START Data for the task

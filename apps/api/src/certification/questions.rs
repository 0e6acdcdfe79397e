//! Certification question bank — 35 items across five competency domains.
//!
//! Each question carries a domain, a weight, an answer kind and optionally the
//! id of its antagonist: a question phrased so that an honest candidate answers
//! the two in opposite directions. Antagonist pairs feed the coherence check.

use std::collections::HashSet;

use serde::{Deserialize, Serialize};

use crate::certification::answers::{normalize_likert, AnswerValue, ScoringError};

#[derive(Debug, Clone, Copy, PartialEq, Eq, Hash, PartialOrd, Ord, Serialize, Deserialize)]
#[serde(rename_all = "snake_case")]
pub enum Domain {
    Dev,
    Data,
    Cyber,
    Infra,
    Cross,
}

impl Domain {
    /// Canonical order, also the axis order of role vectors.
    pub const ALL: [Domain; 5] = [
        Domain::Dev,
        Domain::Data,
        Domain::Cyber,
        Domain::Infra,
        Domain::Cross,
    ];

    pub fn index(self) -> usize {
        match self {
            Domain::Dev => 0,
            Domain::Data => 1,
            Domain::Cyber => 2,
            Domain::Infra => 3,
            Domain::Cross => 4,
        }
    }

    pub fn label(self) -> &'static str {
        match self {
            Domain::Dev => "Développement",
            Domain::Data => "Data",
            Domain::Cyber => "Cybersécurité",
            Domain::Infra => "Infrastructure & cloud",
            Domain::Cross => "Compétences transverses",
        }
    }
}

#[derive(Debug, Clone, Copy, PartialEq, Eq, Serialize, Deserialize)]
#[serde(rename_all = "snake_case")]
pub enum Weight {
    High,
    Medium,
    Low,
}

impl Weight {
    pub fn factor(self) -> f64 {
        match self {
            Weight::High => 3.0,
            Weight::Medium => 2.0,
            Weight::Low => 1.0,
        }
    }
}

#[derive(Debug, Clone, Copy, Serialize)]
pub struct ScenarioOption {
    pub label: &'static str,
    /// 0–3, hidden from candidates.
    pub points: u8,
}

pub const SCENARIO_MAX_POINTS: u8 = 3;

/// Number of distinct keywords that earns an open answer the full score.
pub const OPEN_KEYWORD_TARGET: usize = 3;

#[derive(Debug, Clone, Copy)]
pub enum QuestionKind {
    Likert { reversed: bool },
    Scenario { options: &'static [ScenarioOption] },
    Open { keywords: &'static [&'static str] },
}

impl QuestionKind {
    pub fn as_str(&self) -> &'static str {
        match self {
            QuestionKind::Likert { .. } => "likert",
            QuestionKind::Scenario { .. } => "choice",
            QuestionKind::Open { .. } => "text",
        }
    }
}
//! Axum route handlers for the profiling quiz.

use axum::{extract::State, Json};
use serde::{Deserialize, Serialize};
use uuid::Uuid;

use crate::certification::answers::Answer;
use crate::certification::handlers::UserIdQuery;
use crate::errors::AppError;
use crate::extract::{AppJson, AppQuery};
use crate::profile::riasec::{
    public_profile_questions, score_profile, ProfileResult, PublicProfileQuestion,
};
use crate::profile::store::{insert_profile, latest_profile};
use crate::state::AppState;

#[derive(Debug, Deserialize)]
pub struct ProfileSubmitRequest {
    pub user_id: Uuid,
    pub answers: Vec<Answer>,
}

#[derive(Debug, Serialize)]
pub struct ProfileSubmitResponse {
    pub profile_id: Uuid,
    pub profile: ProfileResult,
}

/// GET /api/v1/profile/questions
pub async fn handle_list_profile_questions() -> Json<Vec<PublicProfileQuestion>> {
    Json(public_profile_questions())
}

/// POST /api/v1/profile/submit
pub async fn handle_submit_profile(
    State(state): State<AppState>,
    AppJson(request): AppJson<ProfileSubmitRequest>,
) -> Result<Json<ProfileSubmitResponse>, AppError> {
    if request.answers.is_empty() {
        return Err(AppError::Validation("answers cannot be empty".to_string()));
    }

    let profile = score_profile(&request.answers)?;
    let row = insert_profile(&state.db, request.user_id, &request.answers, &profile).await?;

    Ok(Json(ProfileSubmitResponse {
        profile_id: row.id,
        profile,
    }))
}

/// GET /api/v1/profile/latest
pub async fn handle_latest_profile(
    State(state): State<AppState>,
    AppQuery(params): AppQuery<UserIdQuery>,
) -> Result<Json<ProfileResult>, AppError> {
    latest_profile(&state.db, params.user_id)
        .await?
        .map(Json)
        .ok_or_else(|| AppError::NotFound(format!("No profile for user {}", params.user_id)))
}
use axum::{
    extract::rejection::{JsonRejection, PathRejection, QueryRejection},
    http::StatusCode,
    response::{IntoResponse, Response},
    Json,
};
use serde_json::json;
use thiserror::Error;

use crate::certification::answers::ScoringError;

/// Application-level error type.
/// Implements `IntoResponse` so Axum handlers can return `Result<T, AppError>`.
#[derive(Debug, Error)]
pub enum AppError {
    #[error("Not found: {0}")]
    NotFound(String),

    #[error("Validation error: {0}")]
    Validation(String),

    #[error("Invalid answers: {0}")]
    Scoring(#[from] ScoringError),

    #[error("Database error: {0}")]
    Database(#[from] sqlx::Error),

    #[error("Cache error: {0}")]
    Cache(#[from] redis::RedisError),

    #[error("LLM error: {0}")]
    Llm(String),

    #[error("S3 error: {0}")]
    S3(String),

    #[error("Internal server error: {0}")]
    Internal(#[from] anyhow::Error),
}

impl From<JsonRejection> for AppError {
    fn from(rejection: JsonRejection) -> Self {
        AppError::Validation(rejection.body_text())
    }
}

impl From<QueryRejection> for AppError {
    fn from(rejection: QueryRejection) -> Self {
        AppError::Validation(rejection.body_text())
    }
}

impl From<PathRejection> for AppError {
    fn from(rejection: PathRejection) -> Self {
        AppError::Validation(rejection.body_text())
    }
}

impl IntoResponse for AppError {
    fn into_response(self) -> Response {
        let (status, code, message) = match &self {
            AppError::NotFound(msg) => (StatusCode::NOT_FOUND, "NOT_FOUND", msg.clone()),
            AppError::Validation(msg) => (StatusCode::BAD_REQUEST, "VALIDATION_ERROR", msg.clone()),
            AppError::Scoring(e) => (StatusCode::BAD_REQUEST, "INVALID_ANSWERS", e.to_string()),
            AppError::Database(e) => {
                tracing::error!("Database error: {e}");
                (
                    StatusCode::INTERNAL_SERVER_ERROR,
                    "DATABASE_ERROR",
                    "A database error occurred".to_string(),
                )
            }
            AppError::Cache(e) => {
                tracing::error!("Redis error: {e}");
                (
                    StatusCode::SERVICE_UNAVAILABLE,
                    "CACHE_ERROR",
                    "Saved progress is temporarily unavailable".to_string(),
                )
            }
            AppError::Llm(msg) => {
                tracing::error!("LLM error: {msg}");
                (
                    StatusCode::INTERNAL_SERVER_ERROR,
                    "LLM_ERROR",
                    "An AI processing error occurred".to_string(),
                )
            }
            AppError::S3(msg) => {
                tracing::error!("S3 error: {msg}");
                (
                    StatusCode::INTERNAL_SERVER_ERROR,
                    "S3_ERROR",
                    "A storage error occurred".to_string(),
                )
            }
            AppError::Internal(e) => {
                tracing::error!("Internal error: {e:?}");
                (
                    StatusCode::INTERNAL_SERVER_ERROR,
                    "INTERNAL_ERROR",
                    "An internal server error occurred".to_string(),
                )
            }
        };

        let body = Json(json!({
            "error": {
                "code": code,
                "message": message
            }
        }));

        (status, body).into_response()
    }
}

#[cfg(test)]
mod tests {
    use super::*;

    #[test]
    fn test_scoring_error_maps_to_bad_request() {
        let response = AppError::from(ScoringError::UnknownQuestion(99)).into_response();
        assert_eq!(response.status(), StatusCode::BAD_REQUEST);
    }

    #[test]
    fn test_not_found_status() {
        let response = AppError::NotFound("result".into()).into_response();
        assert_eq!(response.status(), StatusCode::NOT_FOUND);
    }

    #[test]
    fn test_internal_error_is_masked() {
        let response = AppError::Internal(anyhow::anyhow!("secret detail")).into_response();
        assert_eq!(response.status(), StatusCode::INTERNAL_SERVER_ERROR);
    }
}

END Data for the task

What you need to do: A single figure is required: how many lines above contain the word "that".

Result below: 2